Hepatectomy Procedures
Hepatectomy was not necessarily performed according to the anatomic principles of resection; the guiding principle was assurance of tumor-free margins. To determine whether a hepatectomy procedure was acceptable for the patient, we used the prediction score system introduced by Yamanaka et al.24 When a one-stage combined resection was precluded by insufficient estimated postoperative liver volume, an excessive indocyanine green retention rate, or patient age considerations,24 portal vein embolization or two-stage hepatectomy22 was performed.

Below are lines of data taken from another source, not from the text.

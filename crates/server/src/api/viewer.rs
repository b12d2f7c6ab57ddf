//! Archive viewers: local monolith/WARC files and the ArchiveBox proxy.
//!
//! Every file-serving path goes through [`resolve_archive_path`], which
//! canonicalizes and prefix-checks against the archive root so a crafted
//! snapshot row or symlink can never walk the filesystem.

use std::path::{Component, Path as FsPath, PathBuf};
use std::sync::LazyLock;
use std::time::Duration;

use axum::extract::{Path, State};
use axum::http::{HeaderMap, StatusCode, header};
use axum::response::{Html, IntoResponse, Response};
use regex::Regex;
use tracing::{info, warn};

use holocene_core::{ArchiveService, ArchiveSnapshot};

use super::AppState;
use crate::error::ApiError;

/// Replacement policy header for served monolith pages. The embedded meta
/// tag monolith writes is stripped because it blocks the daemon's own
/// inline chrome.
const MONOLITH_CSP: &str = "default-src 'self'; \
    script-src 'self' 'unsafe-inline'; \
    style-src 'self' 'unsafe-inline' data:; \
    img-src 'self' data:; \
    font-src 'self' data:; \
    connect-src 'self'";

static CSP_META_TAG: LazyLock<Regex> = LazyLock::new(|| {
    Regex::new(r#"(?i)<meta\s+http-equiv=["']Content-Security-Policy["'][^>]*>"#)
        .expect("valid regex")
});

static BODY_OPEN_TAG: LazyLock<Regex> =
    LazyLock::new(|| Regex::new(r"(?i)<body[^>]*>").expect("valid regex"));

/// `GET /mono/{link_id}` and `/mono/{link_id}/latest`
pub async fn mono_latest(
    State(state): State<AppState>,
    Path(link_id): Path<i64>,
) -> Result<Response, ApiError> {
    serve_monolith(&state, link_id, MonolithVersion::Latest).await
}

/// `GET /mono/{link_id}/first`
pub async fn mono_first(
    State(state): State<AppState>,
    Path(link_id): Path<i64>,
) -> Result<Response, ApiError> {
    serve_monolith(&state, link_id, MonolithVersion::First).await
}

/// `GET /mono/{link_id}/{index}` - 0 is the latest, 1 the one before, etc.
pub async fn mono_index(
    State(state): State<AppState>,
    Path((link_id, index)): Path<(i64, usize)>,
) -> Result<Response, ApiError> {
    serve_monolith(&state, link_id, MonolithVersion::Index(index)).await
}

enum MonolithVersion {
    Latest,
    First,
    Index(usize),
}

async fn serve_monolith(
    state: &AppState,
    link_id: i64,
    version: MonolithVersion,
) -> Result<Response, ApiError> {
    let snapshots = state.core.store.monolith_snapshots(link_id).await?;
    if snapshots.is_empty() {
        return Err(ApiError::NotFound(format!(
            "no monolith archives for link {link_id}"
        )));
    }

    // Rows come newest first.
    let snapshot: &ArchiveSnapshot = match version {
        MonolithVersion::Latest => &snapshots[0],
        MonolithVersion::First => snapshots.last().expect("non-empty"),
        MonolithVersion::Index(index) => snapshots.get(index).ok_or_else(|| {
            ApiError::NotFound(format!(
                "snapshot index {index} out of range (0-{})",
                snapshots.len() - 1
            ))
        })?,
    };

    let path = snapshot
        .snapshot_url
        .as_deref()
        .ok_or_else(|| ApiError::NotFound("snapshot has no file".into()))?;
    serve_archive_file(state, path, ArchiveService::LocalMonolith).await
}

/// `GET /snapshot/{id}` - serve one snapshot row's artifact. Only local
/// services have files to serve.
pub async fn snapshot(
    State(state): State<AppState>,
    Path(id): Path<i64>,
) -> Result<Response, ApiError> {
    let snapshot = state
        .core
        .store
        .get_snapshot(id)
        .await?
        .ok_or_else(|| ApiError::NotFound(format!("snapshot {id} not found")))?;

    if !snapshot.service.is_local() {
        return Err(ApiError::Validation(
            "only local archives can be served directly".into(),
        ));
    }

    let path = snapshot
        .snapshot_url
        .as_deref()
        .ok_or_else(|| ApiError::NotFound("snapshot has no file".into()))?;
    serve_archive_file(&state, path, snapshot.service).await
}

/// Validate that `candidate` resolves inside `archive_root`.
///
/// Symlinks are resolved before the prefix check; a path that escapes the
/// root is rejected with 403 whether or not it exists.
pub async fn resolve_archive_path(
    archive_root: &FsPath,
    candidate: &str,
) -> Result<PathBuf, ApiError> {
    let candidate = FsPath::new(candidate);
    if !candidate.is_absolute() {
        return Err(ApiError::Validation("invalid archive path".into()));
    }

    // Lexical containment first, so nonexistent escape attempts still get
    // 403 rather than leaking existence information.
    if !lexically_normalized(candidate).starts_with(lexically_normalized(archive_root)) {
        warn!(path = %candidate.display(), "archive path outside root");
        return Err(ApiError::Forbidden("access denied".into()));
    }

    let root = tokio::fs::canonicalize(archive_root)
        .await
        .map_err(|e| ApiError::Internal(Box::new(e)))?;
    let resolved = match tokio::fs::canonicalize(candidate).await {
        Ok(resolved) => resolved,
        Err(e) if e.kind() == std::io::ErrorKind::NotFound => {
            return Err(ApiError::NotFound("archive file not found".into()));
        }
        Err(e) => return Err(ApiError::Internal(Box::new(e))),
    };

    if !resolved.starts_with(&root) {
        warn!(path = %resolved.display(), "archive path escapes root after resolution");
        return Err(ApiError::Forbidden("access denied".into()));
    }
    Ok(resolved)
}

fn lexically_normalized(path: &FsPath) -> PathBuf {
    let mut normalized = PathBuf::new();
    for component in path.components() {
        match component {
            Component::ParentDir => {
                normalized.pop();
            }
            Component::CurDir => {}
            other => normalized.push(other),
        }
    }
    normalized
}

async fn serve_archive_file(
    state: &AppState,
    path: &str,
    service: ArchiveService,
) -> Result<Response, ApiError> {
    let archive_root = state.core.config.archive_root();
    let resolved = resolve_archive_path(&archive_root, path).await?;

    match service {
        ArchiveService::LocalMonolith => {
            let html = tokio::fs::read_to_string(&resolved)
                .await
                .map_err(|e| ApiError::Internal(Box::new(e)))?;
            let stripped = CSP_META_TAG.replace_all(&html, "");

            let mut response = Html(stripped.into_owned()).into_response();
            response.headers_mut().insert(
                header::CONTENT_SECURITY_POLICY,
                MONOLITH_CSP.parse().map_err(|e| {
                    ApiError::Internal(Box::new(e))
                })?,
            );
            Ok(response)
        }
        _ => {
            let bytes = tokio::fs::read(&resolved)
                .await
                .map_err(|e| ApiError::Internal(Box::new(e)))?;
            let mut headers = HeaderMap::new();
            headers.insert(
                header::CONTENT_TYPE,
                "application/warc"
                    .parse()
                    .map_err(|e| ApiError::Internal(Box::new(e)))?,
            );
            Ok((StatusCode::OK, headers, bytes).into_response())
        }
    }
}

/// `GET /box/{snapshot_id}` - proxy an ArchiveBox snapshot, injecting a
/// fixed archive banner right after `<body>`.
pub async fn archivebox(
    State(state): State<AppState>,
    Path(snapshot_id): Path<String>,
) -> Result<Response, ApiError> {
    let host = &state.core.config.archive.archivebox_host;
    if host.is_empty() {
        return Err(ApiError::Validation("archivebox is not configured".into()));
    }

    let (row, original_url) = state
        .core
        .store
        .find_archivebox_snapshot(&snapshot_id)
        .await?
        .map_or((None, "unknown".to_owned()), |(snapshot, url)| {
            (Some(snapshot), url)
        });

    let upstream = format!("http://{host}:8000/archive/{snapshot_id}/singlefile.html");
    info!(upstream, "proxying archivebox snapshot");

    let response = reqwest::Client::new()
        .get(&upstream)
        .timeout(Duration::from_secs(30))
        .send()
        .await
        .map_err(|e| {
            if e.is_timeout() {
                ApiError::Upstream {
                    status: 504,
                    message: "archivebox request timed out".into(),
                }
            } else {
                ApiError::Upstream {
                    status: 502,
                    message: "cannot connect to archivebox".into(),
                }
            }
        })?;

    match response.status().as_u16() {
        200 => {}
        404 => {
            return Err(ApiError::NotFound(format!(
                "archivebox snapshot {snapshot_id} not found"
            )));
        }
        status => {
            return Err(ApiError::Upstream {
                status,
                message: format!("archivebox returned status {status}"),
            });
        }
    }

    let html = response
        .text()
        .await
        .map_err(|e| ApiError::Internal(Box::new(e)))?;

    let archive_date = row
        .and_then(|s| s.archive_date)
        .map_or_else(|| "unknown date".to_owned(), |d| d.format("%Y-%m-%d").to_string());
    let banner = archive_banner(&original_url, &archive_date);

    let merged = match BODY_OPEN_TAG.find(&html) {
        Some(tag) => {
            let insert_at = tag.end();
            format!("{}{banner}{}", &html[..insert_at], &html[insert_at..])
        }
        None => format!("{banner}{html}"),
    };

    Ok(Html(merged).into_response())
}

/// Fixed-size banner injected into proxied ArchiveBox pages.
fn archive_banner(original_url: &str, archive_date: &str) -> String {
    format!(
        r#"<div id="holocene-archive-banner" style="position:fixed;top:0;left:0;right:0;height:44px;z-index:2147483647;display:flex;align-items:center;justify-content:space-between;padding:0 16px;background:linear-gradient(135deg,#667eea 0%,#764ba2 100%);color:#fff;font:13px -apple-system,BlinkMacSystemFont,'Segoe UI',Roboto,sans-serif;box-shadow:0 2px 8px rgba(0,0,0,.2);box-sizing:border-box;">
<span><strong>Holocene Archive</strong> &middot; archived {archive_date}</span>
<a href="{original_url}" target="_blank" rel="noopener noreferrer" style="color:#fff;text-decoration:none;padding:4px 12px;border:1px solid rgba(255,255,255,.4);border-radius:4px;">Visit live site</a>
</div>
<div style="height:44px;"></div>
"#
    )
}

#[cfg(test)]
mod tests {
    use super::*;

    #[test]
    fn csp_meta_is_stripped() {
        let html = r#"<html><head>
            <meta http-equiv="Content-Security-Policy" content="default-src 'none'">
            <title>t</title></head><body>hi</body></html>"#;
        let stripped = CSP_META_TAG.replace_all(html, "");
        assert!(!stripped.contains("Content-Security-Policy"));
        assert!(stripped.contains("<title>t</title>"));
    }

    #[test]
    fn banner_is_injected_after_body_tag() {
        let html = r#"<html><body class="page dark">content</body></html>"#;
        let tag = BODY_OPEN_TAG.find(html).unwrap();
        assert_eq!(&html[tag.start()..tag.end()], r#"<body class="page dark">"#);
    }

    #[test]
    fn lexical_normalization_collapses_dotdot() {
        assert_eq!(
            lexically_normalized(FsPath::new("/data/archives/monolith/../../../etc/passwd")),
            PathBuf::from("/etc/passwd")
        );
        assert_eq!(
            lexically_normalized(FsPath::new("/data/archives/./monolith/a.html")),
            PathBuf::from("/data/archives/monolith/a.html")
        );
    }

    #[tokio::test]
    async fn traversal_is_rejected() {
        let root = std::env::temp_dir().join("holocene-viewer-root");
        tokio::fs::create_dir_all(&root).await.unwrap();

        let escape = format!("{}/../outside.html", root.display());
        let result = resolve_archive_path(&root, &escape).await;
        assert!(matches!(result, Err(ApiError::Forbidden(_))));

        let relative = resolve_archive_path(&root, "relative/path.html").await;
        assert!(matches!(relative, Err(ApiError::Validation(_))));

        let absolute_elsewhere = resolve_archive_path(&root, "/etc/passwd").await;
        assert!(matches!(absolute_elsewhere, Err(ApiError::Forbidden(_))));
    }

    #[tokio::test]
    async fn symlink_escape_is_rejected() {
        let base = std::env::temp_dir().join("holocene-viewer-symlink");
        let root = base.join("archives");
        let outside = base.join("outside");
        tokio::fs::create_dir_all(root.join("monolith")).await.unwrap();
        tokio::fs::create_dir_all(&outside).await.unwrap();
        tokio::fs::write(outside.join("secret.html"), "secret").await.unwrap();

        let link = root.join("monolith").join("sneaky.html");
        let _ = tokio::fs::remove_file(&link).await;
        #[cfg(unix)]
        {
            tokio::fs::symlink(outside.join("secret.html"), &link)
                .await
                .unwrap();
            let result =
                resolve_archive_path(&root, &link.to_string_lossy()).await;
            assert!(matches!(result, Err(ApiError::Forbidden(_))));
        }
    }

    #[tokio::test]
    async fn valid_file_resolves() {
        let root = std::env::temp_dir().join("holocene-viewer-ok");
        tokio::fs::create_dir_all(root.join("monolith")).await.unwrap();
        let file = root.join("monolith").join("page.html");
        tokio::fs::write(&file, "<html></html>").await.unwrap();

        let resolved = resolve_archive_path(&root, &file.to_string_lossy())
            .await
            .unwrap();
        assert!(resolved.ends_with("monolith/page.html"));
    }
}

Intraoperative ultrasonography was used to identify any occult tumors not detected preoperatively and to confirm relationships between tumors and vasculobiliary structures. Parenchymal dissection was performed by ultrasonic dissectors. When necessary, the liver pedicle was clamped intermittently in cycles including 15 minutes of clamping and 5 minutes of reperfusion. Operative procedures were defined by the Brisbane Classification for liver resection,25 where segmentectomy represents resection of a Couinaud segment26 and sectionectomy denotes resection of one of Healeys segments.27 Anatomic resections included segmentectomy, sectionectomy, hemihepatectomy, and trisectionectomy.

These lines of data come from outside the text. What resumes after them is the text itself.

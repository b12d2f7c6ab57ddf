use axum::Json;
use axum::extract::State;
use axum::response::Html;
use chrono::Utc;

use super::AppState;
use crate::error::ApiError;

const LANDING_PAGE: &str = r"<!DOCTYPE html>
<html>
<head>
    <meta charset='utf-8'>
    <title>holod</title>
    <style>
        body {
            font-family: -apple-system, BlinkMacSystemFont, 'Segoe UI', Roboto, sans-serif;
            max-width: 640px; margin: 80px auto; color: #333;
        }
        code { background: #f4f4f4; padding: 2px 6px; border-radius: 3px; }
    </style>
</head>
<body>
    <h1>holod</h1>
    <p>The Holocene daemon is running.</p>
    <p>Status: <code>GET /status</code> &middot; Health: <code>GET /health</code></p>
</body>
</html>
";

/// `GET /` - small HTML landing page.
pub async fn root() -> Html<&'static str> {
    Html(LANDING_PAGE)
}

/// `GET /health` - liveness plus a database connectivity probe.
pub async fn health(State(state): State<AppState>) -> Json<serde_json::Value> {
    let database = match state.core.store.ping().await {
        Ok(()) => "ok",
        Err(_) => "error",
    };
    Json(serde_json::json!({
        "status": "ok",
        "database": database,
    }))
}

/// `GET /status` - daemon status summary.
pub async fn status(State(state): State<AppState>) -> Result<Json<serde_json::Value>, ApiError> {
    let plugins = state.registry.list().await;
    let uptime = (Utc::now() - state.started_at).num_seconds();

    Ok(Json(serde_json::json!({
        "running": true,
        "device": state.registry.device(),
        "plugins": plugins.len(),
        "uptime_seconds": uptime,
        "version": env!("CARGO_PKG_VERSION"),
    })))
}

Any extrahepatic metastases were resected whenever possible, as decided on a case-by-case basis. In the presence of resectable metastases in both liver and lung, liver resection and primary tumor resection were performed before pulmonary resection, aiming to eliminate the liver as a source of potentially disseminating neoplastic cells. When liver metastases were associated with extrahepatic intra-abdominal metastases, both were resected at the same time.

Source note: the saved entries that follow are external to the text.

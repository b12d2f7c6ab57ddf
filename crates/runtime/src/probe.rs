//! HTTP probing for the link health checker.
//!
//! A probe never fails: network-level errors are folded into the outcome's
//! status so a single bad link cannot abort a batch.

use std::time::{Duration, Instant};

use async_trait::async_trait;
use tracing::debug;

use holocene_core::LinkStatus;

/// Result of probing one URL.
#[derive(Debug, Clone, Copy)]
pub struct ProbeOutcome {
    pub status: LinkStatus,
    pub status_code: Option<i64>,
    pub response_time_ms: i64,
}

/// Probes a URL and classifies the outcome.
#[async_trait]
pub trait LinkProber: Send + Sync {
    async fn probe(&self, url: &str) -> ProbeOutcome;
}

/// Prober backed by reqwest: `HEAD` with redirect following, falling back to
/// a streamed `GET` (dropped before the body is read) when the server
/// rejects `HEAD` with 405.
pub struct HttpProber {
    client: reqwest::Client,
}

impl HttpProber {
    pub fn new(timeout: Duration) -> Result<Self, reqwest::Error> {
        let client = reqwest::Client::builder()
            .user_agent("Mozilla/5.0 (compatible; HoloceneBot/1.0)")
            .timeout(timeout)
            .redirect(reqwest::redirect::Policy::limited(10))
            .build()?;
        Ok(Self { client })
    }

    fn classify_error(err: &reqwest::Error) -> LinkStatus {
        if err.is_timeout() {
            LinkStatus::Timeout
        } else if err.is_redirect() {
            LinkStatus::TooManyRedirects
        } else if is_dns_error(err) {
            LinkStatus::DnsError
        } else {
            LinkStatus::ConnectionError
        }
    }
}

/// reqwest does not expose DNS failures as a distinct kind; match the
/// resolver's message in the error chain.
fn is_dns_error(err: &reqwest::Error) -> bool {
    let mut source: Option<&(dyn std::error::Error + 'static)> = Some(err);
    while let Some(current) = source {
        let message = current.to_string().to_lowercase();
        if message.contains("dns") || message.contains("name or service not known") {
            return true;
        }
        source = current.source();
    }
    false
}

#[async_trait]
impl LinkProber for HttpProber {
    async fn probe(&self, url: &str) -> ProbeOutcome {
        let started = Instant::now();

        let response = match self.client.head(url).send().await {
            Ok(response) if response.status() == reqwest::StatusCode::METHOD_NOT_ALLOWED => {
                // Some servers reject HEAD; issue a GET and drop the body
                // unread.
                match self.client.get(url).send().await {
                    Ok(response) => Ok(response),
                    Err(e) => Err(e),
                }
            }
            other => other,
        };

        let elapsed_ms = i64::try_from(started.elapsed().as_millis()).unwrap_or(i64::MAX);

        match response {
            Ok(response) => {
                let code = response.status().as_u16();
                drop(response);
                ProbeOutcome {
                    status: LinkStatus::from_status_code(code),
                    status_code: Some(i64::from(code)),
                    response_time_ms: elapsed_ms,
                }
            }
            Err(e) => {
                debug!(url, error = %e, "probe failed");
                ProbeOutcome {
                    status: Self::classify_error(&e),
                    status_code: None,
                    response_time_ms: elapsed_ms,
                }
            }
        }
    }
}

Principles underlying selection criteria for resection of recurrent hepatic metastases were the same as those for initial hepatectomy. Technical considerations predominated in surgical decisions regarding feasibility of repeat hepatic resection. Because quality and quantity of remaining hepatic parenchyma were extremely important considerations, patients were excluded from repeat hepatic resection when the prognostic score was more than 50 on the basis of volumetric, indocyanine green, and age considerations.24
Whenever safe and complete (R0) resection of all sites of extrahepatic disease was deemed possible after identification of extrahepatic recurrences, resection was performed irrespective of sites of recurrence.
Neoadjuvant Chemotherapy
Some patients with five or more liver metastases in a bilobar distribution received neoadjuvant hepatic arterial chemotherapy with a combination of 5-fluorouracil (5-FU), L-folinic acid (FA), and cis-platin (CDDP). Treatment consisted of a 5-day course of infusions into the hepatic artery through an implanted arterial access port (Vital-Port; Cook Vascular, Leechburg, PA). On each of 5 days, 5-FU (500 to 600 mg/m2/day), FA (100 mg/m2/day), and CDDP (10 mg/m2/day) were delivered. This 5-day course was repeated four or more times at 9-day intervals.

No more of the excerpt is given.